**Action item**
Work out how many lines in the entries below contain the string "BoxFuture". Reply with that figure alone.

**Data extract**
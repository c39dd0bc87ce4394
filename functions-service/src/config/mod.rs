use secrecy::SecretString;
use serde::Deserialize;
use service_core::config as core_config;
use service_core::error::AppError;
use std::env;
use std::path::Path;

/// Default callback URL of the deployed verification endpoint.
const DEFAULT_VERIFICATION_BASE_URL: &str =
    "https://handle-verification-click-5czh4imcxq-uc.a.run.app";

/// Built-in brand logo, used when nothing else is configured.
pub const DEFAULT_LOGO_URL: &str =
    "https://firebasestorage.googleapis.com/v0/b/finsync-8ea36.firebasestorage.app/o/icon-dark.png?alt=media&token=1f1862ab-cee1-4972-950c-b11549096d29";

#[derive(Debug, Clone, Deserialize)]
pub struct FunctionsConfig {
    #[serde(flatten)]
    pub common: core_config::Config,
    pub resend: ResendConfig,
    pub firebase: FirebaseConfig,
    pub verification: VerificationConfig,
    pub branding: BrandingConfig,
}

#[derive(Debug, Clone, Deserialize)]
pub struct ResendConfig {
    /// Resolved once at startup: secret file first, then environment.
    #[serde(skip)]
    pub api_key: Option<SecretString>,
    pub from_onboarding: String,
    pub from_alerts: String,
    pub from_info: String,
    pub enabled: bool,
}

#[derive(Debug, Clone, Deserialize)]
pub struct FirebaseConfig {
    pub database_url: String,
    /// Legacy database secret appended as `auth` query parameter.
    pub auth_token: Option<String>,
    pub enabled: bool,
}

#[derive(Debug, Clone, Deserialize)]
pub struct VerificationConfig {
    pub base_url: String,
    pub ttl_hours: i64,
    /// When set, successful verification redirects here instead of
    /// rendering the built-in success page.
    pub success_url: Option<String>,
}

#[derive(Debug, Clone, Deserialize)]
pub struct BrandingConfig {
    pub logo_url: String,
    pub bank_name: String,
}

impl FunctionsConfig {
    pub fn load() -> Result<Self, AppError> {
        let common_config = core_config::Config::load()?;
        let is_prod = env::var("ENVIRONMENT").unwrap_or_else(|_| "dev".to_string()) == "prod";

        let secrets_dir =
            env::var("SECRETS_DIR").unwrap_or_else(|_| "/etc/secrets".to_string());
        let api_key = resolve_secret(&secrets_dir, "RESEND_API_KEY");
        if is_prod && api_key.is_none() {
            return Err(AppError::ConfigError(anyhow::anyhow!(
                "RESEND_API_KEY is required in production but found neither in {} nor in the environment",
                secrets_dir
            )));
        }

        Ok(FunctionsConfig {
            common: common_config,
            resend: ResendConfig {
                api_key: api_key.map(SecretString::new),
                from_onboarding: get_env(
                    "RESEND_FROM_ONBOARDING",
                    Some("Onboarding <onboarding@finsyncdigitalservice.com>"),
                    is_prod,
                )?,
                from_alerts: get_env(
                    "RESEND_FROM_ALERTS",
                    Some("Finsync <alerts@finsyncdigitalservice.com>"),
                    is_prod,
                )?,
                from_info: get_env(
                    "RESEND_FROM_INFO",
                    Some("Finsync <info@finsyncdigitalservice.com>"),
                    is_prod,
                )?,
                enabled: env::var("RESEND_ENABLED")
                    .unwrap_or_else(|_| "false".to_string())
                    .parse()
                    .unwrap_or(false),
            },
            firebase: FirebaseConfig {
                database_url: get_env(
                    "FIREBASE_DB_URL",
                    Some("https://finsync-8ea36-default-rtdb.firebaseio.com"),
                    is_prod,
                )?,
                auth_token: env::var("FIREBASE_DB_AUTH").ok(),
                enabled: env::var("FIREBASE_ENABLED")
                    .unwrap_or_else(|_| "false".to_string())
                    .parse()
                    .unwrap_or(false),
            },
            verification: VerificationConfig {
                base_url: first_non_empty(&["FUNCTION_BASE_URL", "VERIFICATION_BASE_URL"])
                    .unwrap_or_else(|| DEFAULT_VERIFICATION_BASE_URL.to_string()),
                ttl_hours: env::var("VERIFICATION_TTL_HOURS")
                    .unwrap_or_else(|_| "1".to_string())
                    .parse()
                    .unwrap_or(1),
                success_url: env::var("VERIFICATION_SUCCESS_URL").ok(),
            },
            branding: BrandingConfig {
                logo_url: get_env("FINSYNC_LOGO_URL", Some(DEFAULT_LOGO_URL), false)?,
                bank_name: get_env("FINSYNC_BANK_NAME", Some("Finsync"), false)?,
            },
        })
    }
}

/// Resolve a secret value: managed secret mount first, then the environment.
/// Empty values count as absent so a send never proceeds with a blank key.
fn resolve_secret(secrets_dir: &str, name: &str) -> Option<String> {
    let path = Path::new(secrets_dir).join(name);
    if let Ok(contents) = std::fs::read_to_string(&path) {
        let trimmed = contents.trim();
        if !trimmed.is_empty() {
            tracing::debug!(secret = name, "Resolved secret from mounted store");
            return Some(trimmed.to_string());
        }
    }
    env::var(name).ok().filter(|v| !v.trim().is_empty())
}

fn first_non_empty(keys: &[&str]) -> Option<String> {
    keys.iter()
        .find_map(|k| env::var(k).ok().filter(|v| !v.trim().is_empty()))
}

fn get_env(key: &str, default: Option<&str>, is_prod: bool) -> Result<String, AppError> {
    match env::var(key) {
        Ok(val) => Ok(val),
        Err(_) => {
            if is_prod {
                Err(AppError::ConfigError(anyhow::anyhow!(
                    "{} is required in production but not set",
                    key
                )))
            } else if let Some(def) = default {
                Ok(def.to_string())
            } else {
                Err(AppError::ConfigError(anyhow::anyhow!(
                    "{} is required but not set",
                    key
                )))
            }
        }
    }
}
use crate::error::AppError;
use config::{Config as Cfg, File};
use serde::Deserialize;

/// Settings every service shares. Service-specific settings flatten this
/// into their own config struct.
#[derive(Debug, Deserialize, Clone)]
pub struct Config {
    #[serde(default = "default_port")]
    pub port: u16,
}

fn default_port() -> u16 {
    8080
}

impl Config {
    pub fn load() -> Result<Self, AppError> {
        dotenvy::dotenv().ok();

        let config = Cfg::builder()
            .add_source(File::with_name("configuration").required(false))
            .add_source(config::Environment::with_prefix("APP").separator("__"))
            .build()?;

        Ok(config.try_deserialize()?)
    }
}
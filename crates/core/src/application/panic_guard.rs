// Panic isolation for caller-supplied monitor callbacks
use std::any::Any;
use std::panic::{catch_unwind, AssertUnwindSafe};
use tracing::error;

/// Result of a panic-guarded call
#[derive(Debug)]
pub enum PanicGuardResult<T> {
    /// Call completed normally
    Success(T),
    /// Call panicked
    Panicked(String),
}

/// Run a closure with panic isolation
///
/// A panic in a status predicate or terminal callback must not leave a
/// monitor half-removed, so the registry runs them through this guard.
///
/// # Example
/// ```text
/// match execute_guarded(|| probe.is_terminal(&status)) {
///     PanicGuardResult::Success(done) => done,
///     PanicGuardResult::Panicked(msg) => { /* drop the monitor */ }
/// }
/// ```
pub fn execute_guarded<F, T>(f: F) -> PanicGuardResult<T>
where
    F: FnOnce() -> T,
{
    match catch_unwind(AssertUnwindSafe(f)) {
        Ok(result) => PanicGuardResult::Success(result),
        Err(panic_info) => {
            let panic_msg = panic_message(panic_info.as_ref());
            error!(panic_msg = %panic_msg, "Monitor callback panicked");
            PanicGuardResult::Panicked(panic_msg)
        }
    }
}

/// Extract the message carried by a panic payload
pub fn panic_message(panic_info: &(dyn Any + Send)) -> String {
    if let Some(s) = panic_info.downcast_ref::<&str>() {
        s.to_string()
    } else if let Some(s) = panic_info.downcast_ref::<String>() {
        s.clone()
    } else {
        "Unknown panic".to_string()
    }
}
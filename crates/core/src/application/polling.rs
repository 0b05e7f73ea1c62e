//! Polling Monitor Registry
//!
//! Tracks in-flight server-side jobs and polls each one on its own tokio
//! task until a terminal status is observed.
//!
//! - At most one monitor per job id (`watch` is idempotent)
//! - Terminal status: entry removed, then `on_terminal` fires exactly once
//! - Poll failure: entry removed, logged, `on_failure` fires once, no retry
//! - A panicking poll is treated like a failed one
//! - `pause_all` stops ticking but keeps entries; `resume_all` polls each
//!   paused job immediately, then continues on the normal interval
//! - Every task carries a generation; results from a cancelled or
//!   superseded task are discarded

use crate::application::panic_guard::{execute_guarded, panic_message, PanicGuardResult};
use crate::application::stop::{stop_channel, StopSender, StopToken};
use crate::config::PollingConfig;
use crate::domain::{ApiFailure, JobId, JobKind, MonitorState, MonitoredJob};
use crate::port::{Sleeper, SystemTimeProvider, TimeProvider, TokioSleeper};
use async_trait::async_trait;
use futures::future::BoxFuture;
use futures::FutureExt;
use serde_json::Value;
use std::collections::HashMap;
use std::future::Future;
use std::panic::AssertUnwindSafe;
use std::sync::atomic::{AtomicU64, Ordering};
use std::sync::{Arc, Mutex, MutexGuard, PoisonError, Weak};
use std::time::Duration;
use tracing::{debug, error, info, warn};

/// Status source and terminal handling for one watched job
#[async_trait]
pub trait JobProbe: Send + Sync {
    /// Fetch the current status payload
    async fn poll(&self, job_id: &str) -> Result<Value, ApiFailure>;

    /// Whether the payload describes a final state
    fn is_terminal(&self, status: &Value) -> bool;

    /// Called once with the terminal payload, after the job left the registry
    fn on_terminal(&self, job_id: &str, status: Value);

    /// Called once when a poll fails, after the job left the registry
    fn on_failure(&self, _job_id: &str, _failure: &ApiFailure) {}
}

type PollFn = Box<dyn Fn(JobId) -> BoxFuture<'static, Result<Value, ApiFailure>> + Send + Sync>;
type TerminalFn = Box<dyn Fn(&Value) -> bool + Send + Sync>;
type TerminalCallback = Box<dyn Fn(JobId, Value) + Send + Sync>;

/// [`JobProbe`] assembled from three closures
pub struct FnProbe {
    poll: PollFn,
    is_terminal: TerminalFn,
    on_terminal: TerminalCallback,
}

impl FnProbe {
    pub fn new<P, F, T, C>(poll: P, is_terminal: T, on_terminal: C) -> Self
    where
        P: Fn(JobId) -> F + Send + Sync + 'static,
        F: Future<Output = Result<Value, ApiFailure>> + Send + 'static,
        T: Fn(&Value) -> bool + Send + Sync + 'static,
        C: Fn(JobId, Value) + Send + Sync + 'static,
    {
        Self {
            poll: Box::new(move |id| poll(id).boxed()),
            is_terminal: Box::new(is_terminal),
            on_terminal: Box::new(on_terminal),
        }
    }
}

#[async_trait]
impl JobProbe for FnProbe {
    async fn poll(&self, job_id: &str) -> Result<Value, ApiFailure> {
        (self.poll)(job_id.to_string()).await
    }

    fn is_terminal(&self, status: &Value) -> bool {
        (self.is_terminal)(status)
    }

    fn on_terminal(&self, job_id: &str, status: Value) {
        (self.on_terminal)(job_id.to_string(), status)
    }
}

struct Entry {
    job: MonitoredJob,
    probe: Arc<dyn JobProbe>,
    generation: u64,
    stop: Option<StopSender>,
}

impl Entry {
    fn halt(&mut self) {
        if let Some(stop) = self.stop.take() {
            stop.stop();
        }
    }
}

/// What a monitor task should do after a tick
enum TickOutcome {
    Continue,
    Finished,
}

struct RegistryInner {
    config: PollingConfig,
    sleeper: Arc<dyn Sleeper>,
    time_provider: Arc<dyn TimeProvider>,
    next_generation: AtomicU64,
    entries: Mutex<HashMap<JobId, Entry>>,
}

/// Registry of polled jobs (cheap to clone, clones share state)
#[derive(Clone)]
pub struct PollingRegistry {
    inner: Arc<RegistryInner>,
}

/// Everything a freshly spawned monitor task needs
struct MonitorLaunch {
    job_id: JobId,
    generation: u64,
    probe: Arc<dyn JobProbe>,
    interval: Duration,
    token: StopToken,
    immediate: bool,
}

impl PollingRegistry {
    pub fn new(config: PollingConfig) -> Self {
        Self::with_ports(config, Arc::new(TokioSleeper), Arc::new(SystemTimeProvider))
    }

    pub fn with_ports(
        config: PollingConfig,
        sleeper: Arc<dyn Sleeper>,
        time_provider: Arc<dyn TimeProvider>,
    ) -> Self {
        Self {
            inner: Arc::new(RegistryInner {
                config,
                sleeper,
                time_provider,
                next_generation: AtomicU64::new(0),
                entries: Mutex::new(HashMap::new()),
            }),
        }
    }

    pub fn config(&self) -> &PollingConfig {
        &self.inner.config
    }

    /// Start polling `job_id`; a no-op if it is already watched
    ///
    /// `interval` defaults to the configured interval for `kind`.
    /// Returns true when a new monitor was registered. Must be called within
    /// a tokio runtime.
    pub fn watch(
        &self,
        job_id: impl Into<JobId>,
        kind: JobKind,
        probe: Arc<dyn JobProbe>,
        interval: Option<Duration>,
    ) -> bool {
        let job_id = job_id.into();
        let interval = interval.unwrap_or_else(|| self.inner.config.interval_for(kind));

        let launch = {
            let mut entries = self.inner.entries();
            if entries.contains_key(&job_id) {
                debug!(job_id = %job_id, "Job already monitored, ignoring watch");
                return false;
            }

            let generation = self.inner.next_generation();
            let (stop, token) = stop_channel();
            let mut job = MonitoredJob::new(job_id.clone(), kind, interval);
            job.state = MonitorState::Polling;
            entries.insert(
                job_id.clone(),
                Entry {
                    job,
                    probe: Arc::clone(&probe),
                    generation,
                    stop: Some(stop),
                },
            );
            MonitorLaunch {
                job_id,
                generation,
                probe,
                interval,
                token,
                immediate: false,
            }
        };

        info!(
            job_id = %launch.job_id,
            kind = %kind,
            interval_ms = interval.as_millis() as u64,
            "Monitoring started"
        );
        self.spawn(launch);
        true
    }

    /// Stop polling `job_id`; an in-flight poll finishes but is ignored
    pub fn unwatch(&self, job_id: &str) -> bool {
        let removed = self.inner.entries().remove(job_id);
        match removed {
            Some(mut entry) => {
                entry.halt();
                info!(job_id = %job_id, "Monitoring cancelled");
                true
            }
            None => false,
        }
    }

    /// Suspend every monitor; entries stay registered
    pub fn pause_all(&self) -> usize {
        let mut entries = self.inner.entries();
        let mut paused = 0;
        for entry in entries.values_mut() {
            if entry.job.state == MonitorState::Polling {
                entry.halt();
                entry.generation = self.inner.next_generation();
                entry.job.state = MonitorState::Paused;
                paused += 1;
            }
        }
        info!(paused, "Monitoring paused");
        paused
    }

    /// Restart paused monitors with one immediate poll each
    pub fn resume_all(&self) -> usize {
        let launches: Vec<MonitorLaunch> = {
            let mut entries = self.inner.entries();
            entries
                .iter_mut()
                .filter(|(_, entry)| entry.job.state == MonitorState::Paused)
                .map(|(job_id, entry)| {
                    let (stop, token) = stop_channel();
                    entry.generation = self.inner.next_generation();
                    entry.stop = Some(stop);
                    entry.job.state = MonitorState::Polling;
                    MonitorLaunch {
                        job_id: job_id.clone(),
                        generation: entry.generation,
                        probe: Arc::clone(&entry.probe),
                        interval: entry.job.interval,
                        token,
                        immediate: true,
                    }
                })
                .collect()
        };

        let resumed = launches.len();
        for launch in launches {
            self.spawn(launch);
        }
        info!(resumed, "Monitoring resumed");
        resumed
    }

    /// Cancel every monitor and empty the registry
    pub fn clear(&self) {
        let drained: Vec<Entry> = self.inner.entries().drain().map(|(_, e)| e).collect();
        let count = drained.len();
        for mut entry in drained {
            entry.halt();
        }
        if count > 0 {
            info!(count, "Monitoring cleared");
        }
    }

    pub fn is_watching(&self, job_id: &str) -> bool {
        self.inner.entries().contains_key(job_id)
    }

    /// Number of registered monitors (polling or paused)
    pub fn active_count(&self) -> usize {
        self.inner.entries().len()
    }

    pub fn state(&self, job_id: &str) -> Option<MonitorState> {
        self.inner.entries().get(job_id).map(|e| e.job.state)
    }

    pub fn last_status(&self, job_id: &str) -> Option<Value> {
        self.inner
            .entries()
            .get(job_id)
            .and_then(|e| e.job.last_status.clone())
    }

    pub fn snapshot(&self, job_id: &str) -> Option<MonitoredJob> {
        self.inner.entries().get(job_id).map(|e| e.job.clone())
    }

    pub fn jobs(&self) -> Vec<MonitoredJob> {
        let mut jobs: Vec<_> = self.inner.entries().values().map(|e| e.job.clone()).collect();
        jobs.sort_by(|a, b| a.id.cmp(&b.id));
        jobs
    }

    fn spawn(&self, launch: MonitorLaunch) {
        let weak = Arc::downgrade(&self.inner);
        let sleeper = Arc::clone(&self.inner.sleeper);
        tokio::spawn(run_monitor(weak, sleeper, launch));
    }
}

impl RegistryInner {
    fn entries(&self) -> MutexGuard<'_, HashMap<JobId, Entry>> {
        self.entries.lock().unwrap_or_else(PoisonError::into_inner)
    }

    fn next_generation(&self) -> u64 {
        self.next_generation.fetch_add(1, Ordering::SeqCst) + 1
    }

    /// Remove the entry if it still belongs to `generation`
    fn remove_current(&self, job_id: &str, generation: u64) -> bool {
        let mut entries = self.entries();
        match entries.get(job_id) {
            Some(entry) if entry.generation == generation => {
                entries.remove(job_id);
                true
            }
            _ => false,
        }
    }

    fn handle_tick(
        &self,
        job_id: &str,
        generation: u64,
        probe: &Arc<dyn JobProbe>,
        result: Result<Value, ApiFailure>,
    ) -> TickOutcome {
        let status = match result {
            Ok(status) => status,
            Err(failure) => {
                if self.remove_current(job_id, generation) {
                    warn!(
                        job_id = %job_id,
                        status = failure.status,
                        error = %failure.message,
                        "Status poll failed, monitoring stopped"
                    );
                    if let PanicGuardResult::Panicked(msg) =
                        execute_guarded(|| probe.on_failure(job_id, &failure))
                    {
                        error!(job_id = %job_id, panic_msg = %msg, "Failure callback panicked");
                    }
                }
                return TickOutcome::Finished;
            }
        };

        let terminal = match execute_guarded(|| probe.is_terminal(&status)) {
            PanicGuardResult::Success(terminal) => terminal,
            PanicGuardResult::Panicked(msg) => {
                if self.remove_current(job_id, generation) {
                    error!(job_id = %job_id, panic_msg = %msg, "Status check panicked, monitoring stopped");
                }
                return TickOutcome::Finished;
            }
        };

        {
            let mut entries = self.entries();
            let Some(entry) = entries.get_mut(job_id) else {
                return TickOutcome::Finished;
            };
            if entry.generation != generation {
                return TickOutcome::Finished;
            }

            if terminal {
                entries.remove(job_id);
            } else {
                entry.job.polls += 1;
                entry.job.last_status = Some(status);
                entry.job.last_polled_at_ms = Some(self.time_provider.now_millis());
                return TickOutcome::Continue;
            }
        }

        info!(job_id = %job_id, "Job reached terminal state");
        if let PanicGuardResult::Panicked(msg) =
            execute_guarded(|| probe.on_terminal(job_id, status))
        {
            error!(job_id = %job_id, panic_msg = %msg, "Terminal callback panicked");
        }
        TickOutcome::Finished
    }
}

async fn run_monitor(inner: Weak<RegistryInner>, sleeper: Arc<dyn Sleeper>, launch: MonitorLaunch) {
    let MonitorLaunch {
        job_id,
        generation,
        probe,
        interval,
        mut token,
        immediate,
    } = launch;

    let mut skip_wait = immediate;
    loop {
        if !skip_wait {
            tokio::select! {
                _ = sleeper.sleep(interval) => {}
                _ = token.wait() => break,
            }
        }
        skip_wait = false;

        if token.is_stopped() {
            break;
        }

        debug!(job_id = %job_id, "Polling job status");
        let polled = AssertUnwindSafe(probe.poll(&job_id)).catch_unwind().await;

        if token.is_stopped() {
            debug!(job_id = %job_id, "Monitor cancelled during poll, result discarded");
            break;
        }
        let Some(registry) = inner.upgrade() else {
            break;
        };
        let result = match polled {
            Ok(result) => result,
            Err(panic) => {
                if registry.remove_current(&job_id, generation) {
                    error!(
                        job_id = %job_id,
                        panic_msg = %panic_message(panic.as_ref()),
                        "Status poll panicked, monitoring stopped"
                    );
                }
                break;
            }
        };
        match registry.handle_tick(&job_id, generation, &probe, result) {
            TickOutcome::Continue => {}
            TickOutcome::Finished => break,
        }
    }
    debug!(job_id = %job_id, generation, "Monitor task exited");
}
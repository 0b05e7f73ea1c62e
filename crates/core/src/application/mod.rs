// Application Layer - Console services

pub mod monitor;
pub mod notification;
mod panic_guard;
pub mod polling;
pub mod request_client;
pub mod retry;
mod stop;

// Re-exports
pub use monitor::{ExecutionMonitor, RefreshCallback};
pub use notification::{NotificationService, NotifyOptions};
pub use polling::{FnProbe, JobProbe, PollingRegistry};
pub use request_client::{RequestClient, RequestOptions, CORRELATION_HEADER};
pub use retry::{RetryDecision, RetryPolicy};
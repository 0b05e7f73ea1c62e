//! reqwest-backed HttpTransport
//!
//! Performs exactly one exchange per call. Deadlines and retries are the
//! request client's job, so no client-level timeout is configured here.

use async_trait::async_trait;
use reqwest::header::{HeaderMap, HeaderName, HeaderValue, CONTENT_TYPE};
use reqwest::Method;
use testdeck_core::domain::HttpMethod;
use testdeck_core::port::{HttpTransport, TransportError, TransportRequest, TransportResponse};
use tracing::debug;

/// Production transport using a shared reqwest client
#[derive(Debug, Clone, Default)]
pub struct ReqwestTransport {
    client: reqwest::Client,
}

impl ReqwestTransport {
    pub fn new() -> Self {
        Self::default()
    }

    /// Wrap an already configured client (proxy, TLS roots, ...)
    pub fn with_client(client: reqwest::Client) -> Self {
        Self { client }
    }
}

fn to_method(method: HttpMethod) -> Method {
    match method {
        HttpMethod::Get => Method::GET,
        HttpMethod::Post => Method::POST,
        HttpMethod::Put => Method::PUT,
        HttpMethod::Patch => Method::PATCH,
        HttpMethod::Delete => Method::DELETE,
    }
}

fn to_header_map(headers: &[(String, String)]) -> Result<HeaderMap, TransportError> {
    let mut map = HeaderMap::with_capacity(headers.len());
    for (name, value) in headers {
        let name = HeaderName::from_bytes(name.as_bytes())
            .map_err(|e| TransportError::Other(format!("invalid header name '{}': {}", name, e)))?;
        let value = HeaderValue::from_str(value)
            .map_err(|e| TransportError::Other(format!("invalid header value for '{}': {}", name.as_str(), e)))?;
        map.insert(name, value);
    }
    Ok(map)
}

fn classify(err: reqwest::Error) -> TransportError {
    if err.is_timeout() {
        TransportError::Timeout
    } else if err.is_connect() {
        TransportError::Connect(err.to_string())
    } else {
        TransportError::Other(err.to_string())
    }
}

#[async_trait]
impl HttpTransport for ReqwestTransport {
    async fn send(&self, request: &TransportRequest) -> Result<TransportResponse, TransportError> {
        debug!("{} {}", request.method, request.url);

        let mut builder = self
            .client
            .request(to_method(request.method), &request.url)
            .headers(to_header_map(&request.headers)?);
        if let Some(body) = &request.body {
            builder = builder.body(body.clone());
        }

        let response = builder.send().await.map_err(classify)?;

        let status = response.status();
        let content_type = response
            .headers()
            .get(CONTENT_TYPE)
            .and_then(|v| v.to_str().ok())
            .map(str::to_string);
        let body = response.bytes().await.map_err(classify)?.to_vec();

        debug!(
            "{} {} -> {} ({} bytes)",
            request.method,
            request.url,
            status.as_u16(),
            body.len()
        );
        Ok(TransportResponse {
            status: status.as_u16(),
            status_text: status.canonical_reason().unwrap_or_default().to_string(),
            content_type,
            body,
        })
    }
}
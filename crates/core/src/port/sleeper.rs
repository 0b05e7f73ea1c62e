// Sleeper Port (the timer capability)
// All waiting in core goes through this so tests can run on virtual time

use async_trait::async_trait;
use std::time::Duration;

/// Timer interface (allows recording/virtual time in tests)
#[async_trait]
pub trait Sleeper: Send + Sync {
    /// Suspend the calling task for `duration`
    async fn sleep(&self, duration: Duration);
}

/// Tokio timer (production)
///
/// Under `#[tokio::test(start_paused = true)]` this follows the paused clock.
#[derive(Debug, Default, Clone, Copy)]
pub struct TokioSleeper;

#[async_trait]
impl Sleeper for TokioSleeper {
    async fn sleep(&self, duration: Duration) {
        tokio::time::sleep(duration).await;
    }
}

pub mod mocks {
    use super::*;
    use std::sync::Mutex;

    /// Records every requested duration, then sleeps on the tokio clock
    #[derive(Debug, Default)]
    pub struct RecordingSleeper {
        sleeps: Mutex<Vec<Duration>>,
    }

    impl RecordingSleeper {
        pub fn new() -> Self {
            Self::default()
        }

        pub fn recorded(&self) -> Vec<Duration> {
            self.sleeps.lock().unwrap().clone()
        }

        /// Recorded durations except those equal to `excluded` (e.g. a deadline)
        pub fn recorded_except(&self, excluded: Duration) -> Vec<Duration> {
            self.recorded()
                .into_iter()
                .filter(|d| *d != excluded)
                .collect()
        }
    }

    #[async_trait]
    impl Sleeper for RecordingSleeper {
        async fn sleep(&self, duration: Duration) {
            self.sleeps.lock().unwrap().push(duration);
            tokio::time::sleep(duration).await;
        }
    }
}

#[cfg(test)]
mod tests {
    use super::mocks::RecordingSleeper;
    use super::*;

    #[tokio::test(start_paused = true)]
    async fn test_recording_sleeper_follows_virtual_clock() {
        let sleeper = RecordingSleeper::new();
        let start = tokio::time::Instant::now();

        sleeper.sleep(Duration::from_millis(1500)).await;
        sleeper.sleep(Duration::from_secs(10)).await;

        assert_eq!(start.elapsed(), Duration::from_millis(11_500));
        assert_eq!(
            sleeper.recorded_except(Duration::from_secs(10)),
            vec![Duration::from_millis(1500)]
        );
    }
}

**Response to this task**
2